Genderneutraal schrijven
Mensen vinden het vaak fijn of logisch om in tegenstellingen te denken: arm-rijk, dichtbij-ver, klein-groot, enzovoort enzovoort. Taal maakt dat we die tegenstellingen kunnen benoemen. We hebben een woord als ‘klein’ omdat we de tegenstelling tussen ‘klein’ en ‘groot’ willen uitdrukken. Zo begrijpen we de wereld met elkaar, door te denken en praten in tegenstellingen.
Om iedereen aan te spreken, besloot de NS in 2017 om berichten die in de trein worden omgeroepen, niet meer te laten beginnen met ‘Dames en heren’. Want als je ‘dames’ en ‘heren’ gebruikt, maak je een tegenstelling tussen mannen en vrouwen.

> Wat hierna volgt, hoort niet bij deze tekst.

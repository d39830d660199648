//! Scalar coercion shared by the metadata and data blocks.

use std::fmt;
use std::sync::LazyLock;

use regex::Regex;
use serde::Serialize;
use serde_json::Value;

static INTEGER_RE: LazyLock<Regex> =
    LazyLock::new(|| Regex::new(r"^[0-9]+$").expect("Invalid integer regex"));

static FLOAT_RE: LazyLock<Regex> =
    LazyLock::new(|| Regex::new(r"^[0-9]+\.[0-9]+$").expect("Invalid float regex"));

/// A metadata value.
#[derive(Debug, Clone, PartialEq, Serialize)]
#[serde(untagged)]
pub enum Scalar {
    String(String),
    Integer(i64),
    Float(f64),
    Boolean(bool),
}

impl Scalar {
    pub fn as_str(&self) -> Option<&str> {
        match self {
            Scalar::String(s) => Some(s),
            _ => None,
        }
    }
}

impl fmt::Display for Scalar {
    fn fmt(&self, f: &mut fmt::Formatter<'_>) -> fmt::Result {
        match self {
            Scalar::String(s) => f.write_str(s),
            Scalar::Integer(n) => write!(f, "{n}"),
            Scalar::Float(n) => f.write_str(&format_float(*n)),
            Scalar::Boolean(b) => write!(f, "{b}"),
        }
    }
}

impl From<&str> for Scalar {
    fn from(value: &str) -> Self {
        Scalar::String(value.to_string())
    }
}

impl From<i64> for Scalar {
    fn from(value: i64) -> Self {
        Scalar::Integer(value)
    }
}

impl From<f64> for Scalar {
    fn from(value: f64) -> Self {
        Scalar::Float(value)
    }
}

impl From<bool> for Scalar {
    fn from(value: bool) -> Self {
        Scalar::Boolean(value)
    }
}

/// Coerce a raw metadata value.
///
/// Quotes are stripped first, so `"42"` still becomes an integer. `1.0.0`
/// matches neither number pattern and stays a string.
pub fn coerce_metadata_value(raw: &str) -> Scalar {
    let value = unquote(raw.trim());

    if let Some(number) = parse_number(value) {
        return number;
    }

    match value {
        "true" => Scalar::Boolean(true),
        "false" => Scalar::Boolean(false),
        _ => Scalar::String(value.to_string()),
    }
}

/// Coerce a raw data value.
///
/// Unlike metadata, keywords and numbers are checked before quotes are
/// stripped, so a quoted `"42"` stays the string `42`. Double-quoted values
/// have their escapes decoded.
pub fn coerce_data_value(raw: &str) -> Value {
    let value = raw.trim();

    match value {
        "" => return Value::String(String::new()),
        "true" => return Value::Bool(true),
        "false" => return Value::Bool(false),
        "null" => return Value::Null,
        _ => {}
    }

    match parse_number(value) {
        Some(Scalar::Integer(n)) => Value::from(n),
        Some(Scalar::Float(n)) => Value::from(n),
        _ if value.len() >= 2 && value.starts_with('"') && value.ends_with('"') => {
            Value::String(unescape_data_string(&value[1..value.len() - 1]))
        }
        _ => Value::String(unquote(value).to_string()),
    }
}

/// Escape a data string so it fits on one line between double quotes.
pub fn escape_data_string(value: &str) -> String {
    let mut out = String::with_capacity(value.len());
    for ch in value.chars() {
        match ch {
            '\\' => out.push_str(r"\\"),
            '"' => out.push_str(r#"\""#),
            '\n' => out.push_str(r"\n"),
            '\r' => out.push_str(r"\r"),
            _ => out.push(ch),
        }
    }
    out
}

/// Inverse of [`escape_data_string`]. Unknown escapes are kept as written.
pub fn unescape_data_string(value: &str) -> String {
    let mut out = String::with_capacity(value.len());
    let mut chars = value.chars();

    while let Some(ch) = chars.next() {
        if ch != '\\' {
            out.push(ch);
            continue;
        }
        match chars.next() {
            Some('n') => out.push('\n'),
            Some('r') => out.push('\r'),
            Some(escaped @ ('"' | '\\')) => out.push(escaped),
            Some(other) => {
                out.push('\\');
                out.push(other);
            }
            None => out.push('\\'),
        }
    }

    out
}

/// Render a float so that it reads back as a float (`2.0`, not `2`).
pub fn format_float(value: f64) -> String {
    if value.is_finite() && value.fract() == 0.0 {
        format!("{value:.1}")
    } else {
        value.to_string()
    }
}

/// Render a prop number the way it was most likely written (`3`, `0.5`).
pub fn format_number(value: f64) -> String {
    if value.is_finite() && value.fract() == 0.0 && value.abs() < 1e15 {
        format!("{}", value as i64)
    } else {
        value.to_string()
    }
}

fn parse_number(value: &str) -> Option<Scalar> {
    if INTEGER_RE.is_match(value) {
        // Digits beyond i64 still read as a number, just a lossy one.
        return Some(match value.parse::<i64>() {
            Ok(n) => Scalar::Integer(n),
            Err(_) => Scalar::Float(value.parse().ok()?),
        });
    }
    if FLOAT_RE.is_match(value) {
        return value.parse().ok().map(Scalar::Float);
    }
    None
}

/// Strip one pair of matching single or double quotes.
pub fn unquote(value: &str) -> &str {
    let bytes = value.as_bytes();
    if bytes.len() >= 2 {
        let (first, last) = (bytes[0], bytes[bytes.len() - 1]);
        if first == last && (first == b'"' || first == b'\'') {
            return &value[1..value.len() - 1];
        }
    }
    value
}
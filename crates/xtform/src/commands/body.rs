//! Body command.

use std::path::Path;

use anyhow::Result;
use xtform_syntax::{parse, serialize_body};

use super::{read_document, report};

/// Print the document body as it would appear in a plain text editor.
pub async fn run(file: &Path) -> Result<()> {
    let source = read_document(file).await?;
    let result = parse(&source);

    println!("{}", serialize_body(&result.ast.body));

    report(file, &result.diagnostics);
    Ok(())
}
//! Check command.

use std::fs;
use std::path::{Path, PathBuf};

use anyhow::{Context, Result};
use rayon::prelude::*;
use walkdir::WalkDir;
use xtform_syntax::{parse, Diagnostic};

use super::{report, DOCUMENT_EXTENSION};

/// Diagnostics for one document.
#[derive(Debug)]
pub struct FileReport {
    pub path: PathBuf,
    pub diagnostics: Vec<Diagnostic>,
}

impl FileReport {
    pub fn error_count(&self) -> usize {
        self.diagnostics.iter().filter(|d| d.is_error()).count()
    }
}

/// Run the check command.
pub async fn run(paths: Vec<PathBuf>) -> Result<()> {
    let files = collect_documents(&paths);
    tracing::debug!("Checking {} documents", files.len());

    let reports = tokio::task::spawn_blocking(move || check_all(&files))
        .await
        .context("Check task failed")?;

    let mut errors = 0;
    let mut warnings = 0;
    for file_report in &reports {
        report(&file_report.path, &file_report.diagnostics);
        errors += file_report.error_count();
        warnings += file_report.diagnostics.len() - file_report.error_count();
    }

    tracing::info!(
        "Checked {} documents: {} errors, {} warnings",
        reports.len(),
        errors,
        warnings
    );

    if errors > 0 {
        anyhow::bail!("{} error(s) found", errors);
    }
    Ok(())
}

/// Parse every document in parallel.
///
/// A file that cannot be read gets a report with a single error instead of
/// stopping the run.
pub fn check_all(files: &[PathBuf]) -> Vec<FileReport> {
    files
        .par_iter()
        .map(|path| {
            check_file(path).unwrap_or_else(|e| FileReport {
                path: path.clone(),
                diagnostics: vec![Diagnostic::error(format!("{e:#}"))],
            })
        })
        .collect()
}

/// Parse one document and return its diagnostics.
pub fn check_file(path: &Path) -> Result<FileReport> {
    let source =
        fs::read_to_string(path).with_context(|| format!("Failed to read {}", path.display()))?;

    Ok(FileReport {
        path: path.to_path_buf(),
        diagnostics: parse(&source).diagnostics,
    })
}

/// Expand directories into the `.xtform` files below them.
pub fn collect_documents(paths: &[PathBuf]) -> Vec<PathBuf> {
    let mut files = Vec::new();

    for path in paths {
        if path.is_file() {
            files.push(path.clone());
            continue;
        }

        for entry in WalkDir::new(path)
            .follow_links(true)
            .into_iter()
            .filter_map(|e| e.ok())
        {
            if entry.file_type().is_file() && is_document(entry.path()) {
                files.push(entry.into_path());
            }
        }
    }

    files.sort();
    files
}

pub fn is_document(path: &Path) -> bool {
    path.extension().and_then(|e| e.to_str()) == Some(DOCUMENT_EXTENSION)
}

#[cfg(test)]
mod tests {
    use super::*;
    use tempfile::tempdir;

    #[test]
    fn collects_only_documents() {
        let temp = tempdir().unwrap();
        let nested = temp.path().join("forms/nested");
        fs::create_dir_all(&nested).unwrap();
        fs::write(temp.path().join("forms/a.xtform"), "A").unwrap();
        fs::write(nested.join("b.xtform"), "B").unwrap();
        fs::write(nested.join("notes.md"), "# no").unwrap();

        let files = collect_documents(&[temp.path().to_path_buf()]);

        assert_eq!(files.len(), 2);
        assert!(files.iter().all(|f| is_document(f)));
    }

    #[test]
    fn reports_diagnostics_per_file() {
        let temp = tempdir().unwrap();
        let good = temp.path().join("good.xtform");
        let bad = temp.path().join("bad.xtform");
        fs::write(&good, "---\ntitle: Ok\n---\n[% TextInput name=\"a\" /%]").unwrap();
        fs::write(&bad, "---\noops\n---\n[%  /%]").unwrap();

        let reports = check_all(&collect_documents(&[temp.path().to_path_buf()]));

        assert_eq!(reports.len(), 2);
        let bad_report = reports.iter().find(|r| r.path == bad).unwrap();
        assert_eq!(bad_report.diagnostics.len(), 2);
        assert_eq!(bad_report.error_count(), 1);
        let good_report = reports.iter().find(|r| r.path == good).unwrap();
        assert!(good_report.diagnostics.is_empty());
    }

    #[test]
    fn unreadable_file_does_not_stop_the_run() {
        let temp = tempdir().unwrap();
        let missing = temp.path().join("gone.xtform");
        let good = temp.path().join("good.xtform");
        fs::write(&good, "---\ntitle: Ok\n---\nBody").unwrap();

        let reports = check_all(&[missing.clone(), good.clone()]);

        assert_eq!(reports.len(), 2);
        assert_eq!(reports[0].path, missing);
        assert_eq!(reports[0].error_count(), 1);
        assert!(reports[0].diagnostics[0].message.contains("Failed to read"));
        assert_eq!(reports[1].path, good);
        assert!(reports[1].diagnostics.is_empty());
    }

    #[test]
    fn explicit_files_are_kept() {
        let temp = tempdir().unwrap();
        let file = temp.path().join("form.txt");
        fs::write(&file, "body").unwrap();

        assert_eq!(collect_documents(&[file.clone()]), vec![file]);
    }
}
//! Component palette registry for xtform documents.
//!
//! Loads `components/registry.yml` and the component manifests it lists, so
//! hosts can offer a palette of insertable component templates. Documents are
//! never validated against the registry.

pub mod manifest;
pub mod registry;

pub use manifest::{parse_manifest, ComponentManifest, ManifestError};
pub use registry::{
    ComponentRegistry, LoadedRegistry, PaletteTab, RegistryError, RegistryIssue, RegistryLoader,
};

Voortaan gebruikt de NS: ‘Beste reizigers’. Zo voelen mensen die zich niet man of vrouw voelen, zich ook aangesproken. Ook mensen die zich wel man of vrouw noemen, kunnen ‘beste reizigers’ een verbetering vinden. Bijvoorbeeld omdat ze weten dat degenen die zich niet man of vrouw voelen, zich er beter bij voelen.

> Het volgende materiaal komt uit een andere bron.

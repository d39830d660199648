//! Component manifest files.
//!
//! A manifest is a flat list of `key: value` lines:
//!
//! ```text
//! id: TextInput
//! label: Text Input
//! icon: "\U0001F4DD"
//! template: [% TextInput name="field" label="Label" /%]
//! ```
//!
//! Templates are not valid YAML, so manifests are read line by line.

use std::collections::HashMap;
use std::sync::LazyLock;

use regex::{Captures, Regex};
use serde::Serialize;
use xtform_syntax::scalar::unquote;

static LINE_RE: LazyLock<Regex> =
    LazyLock::new(|| Regex::new(r"^([A-Za-z0-9_]+):\s*(.+)$").expect("Invalid manifest line regex"));

static LONG_ESCAPE_RE: LazyLock<Regex> =
    LazyLock::new(|| Regex::new(r"\\U([0-9A-Fa-f]{8})").expect("Invalid long escape regex"));

static SHORT_ESCAPE_RE: LazyLock<Regex> =
    LazyLock::new(|| Regex::new(r"\\u([0-9A-Fa-f]{4})").expect("Invalid short escape regex"));

/// A component that can be inserted from the palette.
#[derive(Debug, Clone, PartialEq, Serialize)]
pub struct ComponentManifest {
    pub id: String,
    pub label: String,
    #[serde(skip_serializing_if = "Option::is_none")]
    pub icon: Option<String>,
    /// Text inserted into the document, usually a `[% ... /%]` tag.
    pub template: String,
    #[serde(skip_serializing_if = "Option::is_none")]
    pub description: Option<String>,
}

/// Errors that make a manifest unusable.
#[derive(Debug, Clone, PartialEq, thiserror::Error)]
pub enum ManifestError {
    #[error("Component manifest missing \"{0}\" field")]
    MissingField(&'static str),
}

/// Parse manifest text.
pub fn parse_manifest(content: &str) -> Result<ComponentManifest, ManifestError> {
    let mut fields: HashMap<String, String> = HashMap::new();

    for line in content.lines() {
        let trimmed = line.trim();
        if trimmed.is_empty() || trimmed.starts_with('#') {
            continue;
        }

        if let Some(caps) = LINE_RE.captures(line) {
            let key = caps[1].to_string();
            let mut value = unquote(caps[2].trim()).to_string();
            if key == "icon" {
                value = decode_escapes(&value);
            }
            fields.insert(key, value);
        }
    }

    let mut take = |key: &'static str| fields.remove(key);

    let id = take("id").ok_or(ManifestError::MissingField("id"))?;
    let label = take("label").ok_or(ManifestError::MissingField("label"))?;
    let template = take("template").ok_or(ManifestError::MissingField("template"))?;

    Ok(ComponentManifest {
        id,
        label,
        icon: take("icon"),
        template,
        description: take("description"),
    })
}

/// Decode `\UXXXXXXXX` and `\uXXXX` sequences. Invalid code points are left as written.
fn decode_escapes(value: &str) -> String {
    let replace = |caps: &Captures<'_>| {
        u32::from_str_radix(&caps[1], 16)
            .ok()
            .and_then(char::from_u32)
            .map_or_else(|| caps[0].to_string(), String::from)
    };

    let value = LONG_ESCAPE_RE.replace_all(value, replace);
    SHORT_ESCAPE_RE.replace_all(&value, replace).into_owned()
}

#[cfg(test)]
mod tests {
    use super::*;
    use pretty_assertions::assert_eq;

    #[test]
    fn parses_manifest() {
        let manifest = parse_manifest(
            r#"# Text input
id: TextInput
label: "Text Input"
icon: "\U0001F4DD"
template: [% TextInput name="field" label="Label" /%]
description: Single line of text
"#,
        )
        .unwrap();

        assert_eq!(
            manifest,
            ComponentManifest {
                id: "TextInput".into(),
                label: "Text Input".into(),
                icon: Some("\u{1F4DD}".into()),
                template: r#"[% TextInput name="field" label="Label" /%]"#.into(),
                description: Some("Single line of text".into()),
            }
        );
    }

    #[test]
    fn decodes_short_escapes_and_keeps_invalid_ones() {
        assert_eq!(decode_escapes(r"\u2611 done"), "\u{2611} done");
        assert_eq!(decode_escapes(r"\UFFFFFFFF"), r"\UFFFFFFFF");
        assert_eq!(decode_escapes("plain"), "plain");
    }

    #[test]
    fn requires_id_label_and_template() {
        assert_eq!(
            parse_manifest("label: X\ntemplate: [% X /%]"),
            Err(ManifestError::MissingField("id"))
        );
        assert_eq!(
            parse_manifest("id: X\ntemplate: [% X /%]"),
            Err(ManifestError::MissingField("label"))
        );
        assert_eq!(
            parse_manifest("id: X\nlabel: X"),
            Err(ManifestError::MissingField("template"))
        );
    }

    #[test]
    fn strips_quotes_only_in_matching_pairs() {
        let manifest =
            parse_manifest("id: 'Quoted'\nlabel: \"Half\ntemplate: \"[% Q /%]\"").unwrap();

        assert_eq!(manifest.id, "Quoted");
        assert_eq!(manifest.label, "\"Half");
        assert_eq!(manifest.template, "[% Q /%]");
    }

    #[test]
    fn optional_fields_default_to_none() {
        let manifest = parse_manifest("id: Divider\nlabel: Divider\ntemplate: [% Divider /%]").unwrap();
        assert!(manifest.icon.is_none());
        assert!(manifest.description.is_none());
    }
}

Dat voorbeeld van de NS staat niet op zichzelf. Op dit moment zijn er veel mensen bezig om de taal ‘genderneutraal‘ te maken. ‘Genderneutraal’ wil zeggen: niet uitgaand van de tegenstelling tussen man en vrouw. Voor mensen die zich niet man of vrouw voelen, zit het venijn [=giftige] niet in het woordje ‘man’ of ‘vrouw’ zelf. Maar in alles wat de wereld aan die woorden en de tegenstelling tussen ‘mannen’ en ‘vrouwen’ koppelt. Mannen die zich mannelijk moeten gedragen en kleden, vrouwen die zich juist vrouwelijk moeten gedragen en kleden. En de onmogelijkheid om iets tussen ‘mannelijk’ en ‘vrouwelijk’ in te zijn. Omdat taal ook de werkelijkheid bepaalt, kun je veel last hebben in je leven van de tegenstelling die de woorden ‘mannen’ en ‘vrouwen’ maakt.
Voor een schrijver zijn de verschillen die mensen tussen ‘mannelijk’ en ‘vrouwelijk’ maken natuurlijk ook een bron van plezier. Want je kunt er grappen over maken (denk aan grappen over domme blondjes), of personages die alles doen wat ze volgens hun gender eigenlijk niet kunnen doen (denk aan Pippi Langkous).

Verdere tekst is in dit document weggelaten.